▶ [What you should do]
I need all the entries repeated exactly as written.

%%

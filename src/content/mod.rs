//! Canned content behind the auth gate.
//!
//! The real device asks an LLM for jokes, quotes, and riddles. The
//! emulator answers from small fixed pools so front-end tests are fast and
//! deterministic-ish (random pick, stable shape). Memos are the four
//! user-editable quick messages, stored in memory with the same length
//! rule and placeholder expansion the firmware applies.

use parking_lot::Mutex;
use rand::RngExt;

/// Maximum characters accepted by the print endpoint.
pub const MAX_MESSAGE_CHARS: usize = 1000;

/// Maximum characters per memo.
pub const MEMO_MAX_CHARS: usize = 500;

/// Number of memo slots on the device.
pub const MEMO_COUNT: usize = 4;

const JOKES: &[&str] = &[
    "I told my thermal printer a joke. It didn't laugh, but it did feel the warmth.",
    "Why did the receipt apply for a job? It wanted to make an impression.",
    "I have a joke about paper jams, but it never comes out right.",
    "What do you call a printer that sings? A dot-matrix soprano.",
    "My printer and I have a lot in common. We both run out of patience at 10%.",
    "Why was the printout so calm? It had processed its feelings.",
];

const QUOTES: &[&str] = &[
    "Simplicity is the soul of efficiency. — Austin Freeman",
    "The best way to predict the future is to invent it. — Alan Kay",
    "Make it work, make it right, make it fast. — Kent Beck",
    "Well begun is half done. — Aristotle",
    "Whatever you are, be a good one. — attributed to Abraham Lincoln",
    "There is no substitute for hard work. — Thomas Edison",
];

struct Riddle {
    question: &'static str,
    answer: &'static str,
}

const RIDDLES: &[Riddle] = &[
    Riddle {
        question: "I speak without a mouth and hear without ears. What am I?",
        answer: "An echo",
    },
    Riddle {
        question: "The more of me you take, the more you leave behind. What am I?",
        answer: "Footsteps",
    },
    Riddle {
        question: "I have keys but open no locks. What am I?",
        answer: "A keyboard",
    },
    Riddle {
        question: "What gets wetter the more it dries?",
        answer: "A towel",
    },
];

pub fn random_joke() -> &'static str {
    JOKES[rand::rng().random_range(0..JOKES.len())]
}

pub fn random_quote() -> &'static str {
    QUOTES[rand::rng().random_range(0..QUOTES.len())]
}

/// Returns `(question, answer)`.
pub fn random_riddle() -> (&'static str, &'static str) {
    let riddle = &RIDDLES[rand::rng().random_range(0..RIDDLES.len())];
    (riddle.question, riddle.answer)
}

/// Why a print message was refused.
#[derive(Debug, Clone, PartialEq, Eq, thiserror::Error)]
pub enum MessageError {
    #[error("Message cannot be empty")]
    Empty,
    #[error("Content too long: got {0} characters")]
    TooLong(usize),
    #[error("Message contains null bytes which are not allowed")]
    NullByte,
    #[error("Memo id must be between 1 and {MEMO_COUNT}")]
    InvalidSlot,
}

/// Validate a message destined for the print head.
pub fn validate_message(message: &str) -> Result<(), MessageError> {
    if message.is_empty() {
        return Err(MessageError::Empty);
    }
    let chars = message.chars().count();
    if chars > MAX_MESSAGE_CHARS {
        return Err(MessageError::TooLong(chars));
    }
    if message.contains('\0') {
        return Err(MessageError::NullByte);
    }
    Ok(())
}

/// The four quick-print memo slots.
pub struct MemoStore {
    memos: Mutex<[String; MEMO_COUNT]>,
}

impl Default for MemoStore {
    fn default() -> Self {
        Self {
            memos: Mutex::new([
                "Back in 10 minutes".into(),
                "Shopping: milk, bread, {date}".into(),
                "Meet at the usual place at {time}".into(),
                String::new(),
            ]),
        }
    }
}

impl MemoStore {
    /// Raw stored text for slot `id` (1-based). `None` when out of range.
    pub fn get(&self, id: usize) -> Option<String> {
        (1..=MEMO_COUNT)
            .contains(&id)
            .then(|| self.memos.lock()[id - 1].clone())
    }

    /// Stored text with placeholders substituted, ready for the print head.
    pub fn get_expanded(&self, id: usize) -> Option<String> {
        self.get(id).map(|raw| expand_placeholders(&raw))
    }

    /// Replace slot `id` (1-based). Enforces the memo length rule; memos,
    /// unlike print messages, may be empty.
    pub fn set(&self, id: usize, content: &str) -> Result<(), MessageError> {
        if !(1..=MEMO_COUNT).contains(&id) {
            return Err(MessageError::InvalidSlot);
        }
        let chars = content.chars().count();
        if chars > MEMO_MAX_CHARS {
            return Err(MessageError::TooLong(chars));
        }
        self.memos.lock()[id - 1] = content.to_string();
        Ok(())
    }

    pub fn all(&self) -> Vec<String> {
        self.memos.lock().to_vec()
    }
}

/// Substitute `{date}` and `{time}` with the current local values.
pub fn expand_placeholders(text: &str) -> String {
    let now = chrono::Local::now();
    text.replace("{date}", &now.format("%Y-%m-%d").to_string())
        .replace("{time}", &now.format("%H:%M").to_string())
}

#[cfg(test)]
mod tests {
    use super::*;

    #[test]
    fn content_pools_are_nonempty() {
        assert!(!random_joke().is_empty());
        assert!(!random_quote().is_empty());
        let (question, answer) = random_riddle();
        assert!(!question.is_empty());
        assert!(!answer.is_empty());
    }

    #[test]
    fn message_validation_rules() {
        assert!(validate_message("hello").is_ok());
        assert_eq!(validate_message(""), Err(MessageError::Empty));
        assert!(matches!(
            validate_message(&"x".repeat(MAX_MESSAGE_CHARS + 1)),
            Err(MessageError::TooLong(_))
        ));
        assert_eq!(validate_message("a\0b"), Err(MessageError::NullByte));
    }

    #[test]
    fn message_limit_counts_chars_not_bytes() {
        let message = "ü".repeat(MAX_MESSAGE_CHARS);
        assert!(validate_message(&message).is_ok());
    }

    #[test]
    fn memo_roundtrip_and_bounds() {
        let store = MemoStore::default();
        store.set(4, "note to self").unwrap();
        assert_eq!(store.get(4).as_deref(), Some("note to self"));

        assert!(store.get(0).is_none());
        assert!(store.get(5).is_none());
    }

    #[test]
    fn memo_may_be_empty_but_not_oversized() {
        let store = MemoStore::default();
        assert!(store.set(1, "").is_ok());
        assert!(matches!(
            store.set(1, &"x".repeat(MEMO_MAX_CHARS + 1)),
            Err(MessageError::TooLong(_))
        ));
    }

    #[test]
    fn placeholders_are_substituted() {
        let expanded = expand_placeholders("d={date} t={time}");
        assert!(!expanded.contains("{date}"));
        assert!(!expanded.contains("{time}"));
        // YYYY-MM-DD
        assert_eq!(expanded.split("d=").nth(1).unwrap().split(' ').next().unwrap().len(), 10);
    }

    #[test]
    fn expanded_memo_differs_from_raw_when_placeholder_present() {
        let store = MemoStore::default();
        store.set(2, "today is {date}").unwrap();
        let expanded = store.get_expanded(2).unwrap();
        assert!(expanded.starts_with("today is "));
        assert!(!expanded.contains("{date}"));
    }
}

%%

▶ [Exercise result]
filename src/content/mod.rs
//! Canned content behind the auth gate.
//!
//! The real device asks an LLM for jokes, quotes, and riddles. The
//! emulator answers from small fixed pools so front-end tests are fast and
//! deterministic-ish (random pick, stable shape). Memos are the four
//! user-editable quick messages, stored in memory with the same length
//! rule and placeholder expansion the firmware applies.

use parking_lot::Mutex;
use rand::RngExt;

/// Maximum characters accepted by the print endpoint.
pub const MAX_MESSAGE_CHARS: usize = 1000;

/// Maximum characters per memo.
pub const MEMO_MAX_CHARS: usize = 500;

/// Number of memo slots on the device.
pub const MEMO_COUNT: usize = 4;

const JOKES: &[&str] = &[
    "I told my thermal printer a joke. It didn't laugh, but it did feel the warmth.",
    "Why did the receipt apply for a job? It wanted to make an impression.",
    "I have a joke about paper jams, but it never comes out right.",
    "What do you call a printer that sings? A dot-matrix soprano.",
    "My printer and I have a lot in common. We both run out of patience at 10%.",
    "Why was the printout so calm? It had processed its feelings.",
];

const QUOTES: &[&str] = &[
    "Simplicity is the soul of efficiency. — Austin Freeman",
    "The best way to predict the future is to invent it. — Alan Kay",
    "Make it work, make it right, make it fast. — Kent Beck",
    "Well begun is half done. — Aristotle",
    "Whatever you are, be a good one. — attributed to Abraham Lincoln",
    "There is no substitute for hard work. — Thomas Edison",
];

struct Riddle {
    question: &'static str,
    answer: &'static str,
}

const RIDDLES: &[Riddle] = &[
    Riddle {
        question: "I speak without a mouth and hear without ears. What am I?",
        answer: "An echo",
    },
    Riddle {
        question: "The more of me you take, the more you leave behind. What am I?",
        answer: "Footsteps",
    },
    Riddle {
        question: "I have keys but open no locks. What am I?",
        answer: "A keyboard",
    },
    Riddle {
        question: "What gets wetter the more it dries?",
        answer: "A towel",
    },
];

pub fn random_joke() -> &'static str {
    JOKES[rand::rng().random_range(0..JOKES.len())]
}

pub fn random_quote() -> &'static str {
    QUOTES[rand::rng().random_range(0..QUOTES.len())]
}

/// Returns `(question, answer)`.
pub fn random_riddle() -> (&'static str, &'static str) {
    let riddle = &RIDDLES[rand::rng().random_range(0..RIDDLES.len())];
    (riddle.question, riddle.answer)
}

/// Why a print message was refused.
#[derive(Debug, Clone, PartialEq, Eq, thiserror::Error)]
pub enum MessageError {
    #[error("Message cannot be empty")]
    Empty,
    #[error("Content too long: got {0} characters")]
    TooLong(usize),
    #[error("Message contains null bytes which are not allowed")]
    NullByte,
    #[error("Memo id must be between 1 and {MEMO_COUNT}")]
    InvalidSlot,
}

/// Validate a message destined for the print head.
pub fn validate_message(message: &str) -> Result<(), MessageError> {
    if message.is_empty() {
        return Err(MessageError::Empty);
    }
    let chars = message.chars().count();
    if chars > MAX_MESSAGE_CHARS {
        return Err(MessageError::TooLong(chars));
    }
    if message.contains('\0') {
        return Err(MessageError::NullByte);
    }
    Ok(())
}

/// The four quick-print memo slots.
pub struct MemoStore {
    memos: Mutex<[String; MEMO_COUNT]>,
}

impl Default for MemoStore {
    fn default() -> Self {
        Self {
            memos: Mutex::new([
                "Back in 10 minutes".into(),
                "Shopping: milk, bread, {date}".into(),
                "Meet at the usual place at {time}".into(),
                String::new(),
            ]),
        }
    }
}

impl MemoStore {
    /// Raw stored text for slot `id` (1-based). `None` when out of range.
    pub fn get(&self, id: usize) -> Option<String> {
        (1..=MEMO_COUNT)
            .contains(&id)
            .then(|| self.memos.lock()[id - 1].clone())
    }

    /// Stored text with placeholders substituted, ready for the print head.
    pub fn get_expanded(&self, id: usize) -> Option<String> {
        self.get(id).map(|raw| expand_placeholders(&raw))
    }

    /// Replace slot `id` (1-based). Enforces the memo length rule; memos,
    /// unlike print messages, may be empty.
    pub fn set(&self, id: usize, content: &str) -> Result<(), MessageError> {
        if !(1..=MEMO_COUNT).contains(&id) {
            return Err(MessageError::InvalidSlot);
        }
        let chars = content.chars().count();
        if chars > MEMO_MAX_CHARS {
            return Err(MessageError::TooLong(chars));
        }
        self.memos.lock()[id - 1] = content.to_string();
        Ok(())
    }

    pub fn all(&self) -> Vec<String> {
        self.memos.lock().to_vec()
    }
}

/// Substitute `{date}` and `{time}` with the current local values.
pub fn expand_placeholders(text: &str) -> String {
    let now = chrono::Local::now();
    text.replace("{date}", &now.format("%Y-%m-%d").to_string())
        .replace("{time}", &now.format("%H:%M").to_string())
}

#[cfg(test)]
mod tests {
    use super::*;

    #[test]
    fn content_pools_are_nonempty() {
        assert!(!random_joke().is_empty());
        assert!(!random_quote().is_empty());
        let (question, answer) = random_riddle();
        assert!(!question.is_empty());
        assert!(!answer.is_empty());
    }

    #[test]
    fn message_validation_rules() {
        assert!(validate_message("hello").is_ok());
        assert_eq!(validate_message(""), Err(MessageError::Empty));
        assert!(matches!(
            validate_message(&"x".repeat(MAX_MESSAGE_CHARS + 1)),
            Err(MessageError::TooLong(_))
        ));
        assert_eq!(validate_message("a\0b"), Err(MessageError::NullByte));
    }

    #[test]
    fn message_limit_counts_chars_not_bytes() {
        let message = "ü".repeat(MAX_MESSAGE_CHARS);
        assert!(validate_message(&message).is_ok());
    }

    #[test]
    fn memo_roundtrip_and_bounds() {
        let store = MemoStore::default();
        store.set(4, "note to self").unwrap();
        assert_eq!(store.get(4).as_deref(), Some("note to self"));

        assert!(store.get(0).is_none());
        assert!(store.get(5).is_none());
    }

    #[test]
    fn memo_may_be_empty_but_not_oversized() {
        let store = MemoStore::default();
        assert!(store.set(1, "").is_ok());
        assert!(matches!(
            store.set(1, &"x".repeat(MEMO_MAX_CHARS + 1)),
            Err(MessageError::TooLong(_))
        ));
    }

    #[test]
    fn placeholders_are_substituted() {
        let expanded = expand_placeholders("d={date} t={time}");
        assert!(!expanded.contains("{date}"));
        assert!(!expanded.contains("{time}"));
        // YYYY-MM-DD
        assert_eq!(expanded.split("d=").nth(1).unwrap().split(' ').next().unwrap().len(), 10);
    }

    #[test]
    fn expanded_memo_differs_from_raw_when_placeholder_present() {
        let store = MemoStore::default();
        store.set(2, "today is {date}").unwrap();
        let expanded = store.get_expanded(2).unwrap();
        assert!(expanded.starts_with("today is "));
        assert!(!expanded.contains("{date}"));
    }
}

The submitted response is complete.